# Anyone attending TRAX



## Simon01 (Jan 14, 2008)

As Title any one attending


----------



## DaveDunn (Aug 22, 2007)

Looks like I'll be there with me car club justopelvauxhall.com


----------



## Simon01 (Jan 14, 2008)

DaveDunn said:


> Looks like I'll be there with me car club justopelvauxhall.com


good stuff you taking a vehicle down


----------



## Detail My Ride (Apr 19, 2006)

I will be.


----------



## Elliott19864 (May 11, 2008)

Yes. Best show of the year by far, love it.

I will be on National Showcar stand 

Think al start a good detailing session tomorrow having just sorted out my new foam lance


----------



## Mixman (Dec 18, 2007)

I'll be there showing my Zaf with the Astra Owners Network!

Will be looking round for people!


----------



## Simon01 (Jan 14, 2008)

CupraElliott said:


> Yes. Best show of the year by far, love it.
> 
> I will be on National Showcar stand
> 
> Think al start a good detailing session tomorrow having just sorted out my new foam lance


Nothing wrong with a detailing session:thumb: get stuck in


----------



## Looby (Jul 6, 2008)

Yep, shall be there on a club stand with my local club Cruise-Herts


----------



## joe_0_1 (Apr 7, 2007)

I shall be there, on the EODC stand that I arranged!  

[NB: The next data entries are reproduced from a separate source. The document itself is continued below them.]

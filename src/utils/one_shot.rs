//! One-shot latch shared by asset reporting and entrance sequencing.

/// Tagged run-once state stored per owning instance.
///
/// Transitions only move forward (`NotStarted -> Started -> Done`) and every
/// transition is guarded by an equality check on the current state, so a
/// repeated trigger is a no-op rather than a second run.
#[derive(Debug, Clone, Copy, PartialEq, Eq, Default)]
pub enum OneShot {
    #[default]
    NotStarted,
    Started,
    Done,
}

impl OneShot {
    #[must_use]
    pub fn new() -> Self {
        Self::NotStarted
    }

    /// `NotStarted -> Started`. Returns `true` only for the call that performed
    /// the transition.
    pub fn try_start(&mut self) -> bool {
        if *self == Self::NotStarted {
            *self = Self::Started;
            true
        } else {
            false
        }
    }

    /// `Started -> Done`. Returns `true` only for the call that performed the
    /// transition.
    pub fn finish(&mut self) -> bool {
        if *self == Self::Started {
            *self = Self::Done;
            true
        } else {
            false
        }
    }

    /// Runs `f` the first time this is called, then latches `Done`.
    pub fn run_once(&mut self, f: impl FnOnce()) -> bool {
        if self.try_start() {
            f();
            self.finish();
            true
        } else {
            false
        }
    }

    #[inline]
    #[must_use]
    pub fn has_started(&self) -> bool {
        *self != Self::NotStarted
    }

    #[inline]
    #[must_use]
    pub fn is_done(&self) -> bool {
        *self == Self::Done
    }
}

Should be a good day if ti is as good as last year, also booked an exige drive :thumb:


----------



## 3dr (Mar 1, 2008)

mixman you showed your zaf at billing didn't you?


----------



## famoussas (Jul 29, 2007)

I'll be attending


----------



## Dave^ (Mar 22, 2007)

Yus, i shall be in attendance!!!


----------



## Benny Boy (May 9, 2007)

i will be there. either on astra owners club or astra owner network. lol i have a pass for both clubs as i cant decide who to go with.


----------



## Max M4X WW (Sep 19, 2006)

Yep, fiestaturbo.com!


----------



## DaveDunn (Aug 22, 2007)

Will be there in my vectra which needs a machine polish so bad its not funny in the slightest bit and I dont have any equipment to do it yet lol


----------



## Supreme Detailing (Sep 5, 2007)

Yes i shall be there very good show


----------



## IdealShine (Aug 11, 2008)

I shall be there on my clubs stand EODC.

Also there will be a couple of cars that I will have corrected prior.

1.) Focus ST Orange Full PWC
2.) Pug 307CC Black Full PWC
3.) An astra with a audi front end in candy red full PWC keep your eyes peeled for them - they'll have IdealShine flyers/buisness cards all over them


----------



## Dave^ (Mar 22, 2007)

IdealShine said:


> I shall be there on my clubs stand EODC.
> 
> Also there will be a couple of cars that I will have corrected prior.
> 
> ...


this one?


----------



## IdealShine (Aug 11, 2008)

yes - thats the one! how did you know it was that?


----------



## Supreme Detailing (Sep 5, 2007)

As per title if anyone is going to TRAX and would rather be on a stand instead of the public car park send me a pm.

*Got 2 passes*

Sean


----------



## ArcticVXR (Apr 10, 2007)

I'm one of the co-founders of justopelvauxhall.com so will be travelling down with the Vauxhall lot.

If anyone has a Vauxhall but not Showing with anyone drop me a PM and I may be able to get you on our stand 

See you all there :thumb::car:


----------



## Martyn YTFC (Sep 16, 2007)

I'm going. Have been selected to take the Avanzato onto a Invitational Display Area that the organisors have set up.


----------



## MeganeChick (Apr 9, 2009)

yes I will be there on the Meganesport stand - come and say hello


----------



## EastUpperGooner (May 31, 2009)

Yup, I will be on the PuntoMk2 stand.


----------



## dps1973 (Dec 18, 2008)

I will be went last year and the year before :thumb:


----------



## vxrmark (May 30, 2009)

I will be there as well with the VXRonline club


----------



## wedgie (Apr 5, 2008)

I'll be there on the hondalife stand


----------



## Doc (Feb 2, 2008)

Ill be there with midlands scoobies, come over and say hi  5exy P1


----------



## Dave^ (Mar 22, 2007)

erm.... guys.....


this is last years thread....


----------



## MeganeChick (Apr 9, 2009)

is it?? LOL woops!!!


----------



## MeganeChick (Apr 9, 2009)

i have started another thread 

looked back and realised it was my fault it got resurrected - sorry lol 

http://www.detailingworld.co.uk/forum/showthread.php?t=127854


----------



## rob750 (Apr 17, 2006)

I will be there with Big Coupe guys


----------



## j4miejenks (Jun 12, 2009)

I will be attending along with another 50 or so MG ZR's from themgzr.co.uk


----------